HUNTER SMITH/THE EXPRESS Pastor Josh Grimes, CEO and chief beekeeper of Susquehanna Honey Bee Co., holds a frame from one of his hives while wearing his bee suit at his Island Road apiary outside Lock Haven.

LOCK HAVEN — Beekeepers have a choice, Pastor Josh Grimes said.

They can wear gloves and protect themselves from stings, or work barehanded and handle their bees with a gentler touch.

When he works without gloves, Grimes said, he is less likely to accidentally harm the bees, but it also leaves him more exposed.

“Vulnerability,” he explained, “creates the possibility for pain, but it makes you a better beekeeper.”

The same lesson, he said, applies to ministry.

HUNTER SMITH/THE EXPRESS Pastor Josh Grimes, CEO and chief beekeeper of Susquehanna Honey Bee Co., prepares a smoker filled with cedar chips to calm his bees before opening their hives.
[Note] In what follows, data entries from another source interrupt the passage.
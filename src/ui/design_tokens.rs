// SPDX-License-Identifier: MPL-2.0
#![doc = r#"
# Design Tokens

Shared visual constants for the list and the player.

## Organization

- **Palette**: Base colors
- **Opacity**: Standardized opacity levels
- **Spacing**: Spacing scale (4px grid)
- **Sizing**: Component sizes
- **Typography**: Font size scale
- **Radius**: Border radii

## Examples

```
use iced_clips::ui::design_tokens::{opacity, palette, spacing};
use iced::Color;

let overlay_bg = Color {
    a: opacity::OVERLAY_LIGHT,
    ..palette::BLACK
};

let padding = spacing::SM;
```
"#]

use iced::Color;

// ============================================================================
// Color Palette
// ============================================================================

pub mod palette {
    use super::Color;

    // Grayscale
    pub const BLACK: Color = Color::BLACK;
    pub const WHITE: Color = Color::WHITE;
    pub const GRAY_900: Color = Color::from_rgb8(0x22, 0x22, 0x22);
    pub const GRAY_800: Color = Color::from_rgb8(0x44, 0x44, 0x44);
    pub const GRAY_400: Color = Color::from_rgb8(0xaa, 0xaa, 0xaa);
    pub const GRAY_300: Color = Color::from_rgb8(0xcc, 0xcc, 0xcc);
    pub const GRAY_200: Color = Color::from_rgb8(0xdd, 0xdd, 0xdd);

    // Accent (cyan scale)
    pub const ACCENT_500: Color = Color::from_rgb8(0x00, 0xac, 0xed);
    pub const ACCENT_300: Color = Color::from_rgb8(0x66, 0xcc, 0xff);
}

// ============================================================================
// Opacity Scale
// ============================================================================

pub mod opacity {
    pub const TRANSPARENT: f32 = 0.0;
    pub const OVERLAY_LIGHT: f32 = 0.4;
    pub const OVERLAY_MEDIUM: f32 = 0.6;
    pub const OVERLAY_HOVER: f32 = 0.8;
    pub const OPAQUE: f32 = 1.0;
}

// ============================================================================
// Spacing Scale (4px baseline grid)
// ============================================================================

pub mod spacing {
    pub const XXS: f32 = 4.0;
    pub const XS: f32 = 6.0;
    pub const SM: f32 = 8.0;
    pub const MD: f32 = 10.0;
    pub const LG: f32 = 16.0;
    pub const XL: f32 = 30.0;
}

// ============================================================================
// Sizing Scale
// ============================================================================

pub mod sizing {
    /// Transport control icon (width of a 30x25 glyph box).
    pub const ICON_CONTROL: f32 = 26.0;
    /// Play/pause and close icons inside the mini player.
    pub const ICON_MINI: f32 = 30.0;
    /// Restore icon inside the mini player.
    pub const ICON_MINI_RESTORE: f32 = 25.0;

    /// Height of the mini player's top control strip.
    pub const MINI_CONTROLS_HEIGHT: f32 = 40.0;

    /// Height of a list row's preview surface.
    pub const PREVIEW_HEIGHT: f32 = 100.0;
    /// Share of the row width given to the preview surface.
    pub const PREVIEW_WIDTH_RATIO: f32 = 0.35;

    /// Width of the playlist pane next to the player.
    pub const LIST_PANE_WIDTH: f32 = 360.0;

    pub const SLIDER_HEIGHT: f32 = 20.0;
    pub const SLIDER_HEIGHT_FULLSCREEN: f32 = 40.0;
}

// ============================================================================
// Typography Scale
// ============================================================================

pub mod typography {
    pub const TITLE: f32 = 18.0;
    pub const BODY_LG: f32 = 16.0;
    pub const BODY: f32 = 14.0;
    pub const BODY_SM: f32 = 13.0;
    pub const CAPTION: f32 = 12.0;
}

// ============================================================================
// Border Radius Scale
// ============================================================================

pub mod radius {
    pub const NONE: f32 = 0.0;
    pub const MD: f32 = 8.0;
    pub const FULL: f32 = 9999.0;
}

// ============================================================================
// Compile-time Validation
// ============================================================================

const _: () = {
    assert!(spacing::XXS > 0.0);
    assert!(spacing::XS > spacing::XXS);
    assert!(spacing::SM > spacing::XS);
    assert!(spacing::MD > spacing::SM);
    assert!(spacing::LG > spacing::MD);

    assert!(opacity::TRANSPARENT == 0.0);
    assert!(opacity::OPAQUE == 1.0);
    assert!(opacity::OVERLAY_LIGHT < opacity::OVERLAY_MEDIUM);

    assert!(sizing::PREVIEW_WIDTH_RATIO > 0.0 && sizing::PREVIEW_WIDTH_RATIO < 1.0);
    assert!(sizing::SLIDER_HEIGHT_FULLSCREEN > sizing::SLIDER_HEIGHT);
};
“Humans, if we want to be gentler, more approachable, kind people, it opens us up to vulnerability, to being hurt,” he said. “Or, we can choose to be self protective and have a tough skin. While we may not hurt ourselves, we may end up hurting other people.”

Grimes, the founder and senior pastor of Common Places Church, is also CEO and chief beekeeper of Susquehanna Honey Bee Co., a family-owned business in Lock Haven that sells local raw, unfiltered honey. He currently manages 32 hives across two apiaries — an estimated 1.6 million to 2.2 million bees during peak season.

In the rhythm of tending his hives, Grimes said he’s found patterns that resemble the work of shepherding a congregation.

“There are plenty of times that I have worked with bees and found analogies to working with humans,” he said.

One of the clearest parallels is the need for discernment. Like leadership, tending a hive requires more than a single posture.

HUNTER SMITH/THE EXPRESS Grimes explains how honey is extracted from hive frames using the centrifuge pictured at bottom left.

“If I’m collecting honey, I’m not going to do that with my bare hands. I will get terrorized,” he said.

Likewise, church leadership, he said, sometimes requires distance, structure and personal protection in order to keep showing up.

Grimes began keeping bees in 2021, after a friend from church stepped away from the hobby and offered him equipment.

“I started with two hives, and I just had a great time with it,” Grimes said. “It was so much fun.”

From the beginning, honey production came quickly. In his first year, he produced about five gallons from just two hives.

HUNTER SMITH/THE EXPRESS A bottle of honey produced by Susquehanna Honey Bee Co.

As the number of hives increased, so did his yield.

“The next year, of course, I had more bees, and I ended up with more honey, so I just started selling it,” he said. “By the time I got to 70 hives, I realized that it wasn’t a hobby. It had become something else at that point.”

Bees make honey on the earth’s schedule. Locally, the “honey flow” — the period when major nectar sources are in bloom and conditions allow bees to forage in abundance — is currently well underway.

“It follows the natural cycle of the plants,” Grimes said. “In this area, May and June are going to be your best months for getting honey.”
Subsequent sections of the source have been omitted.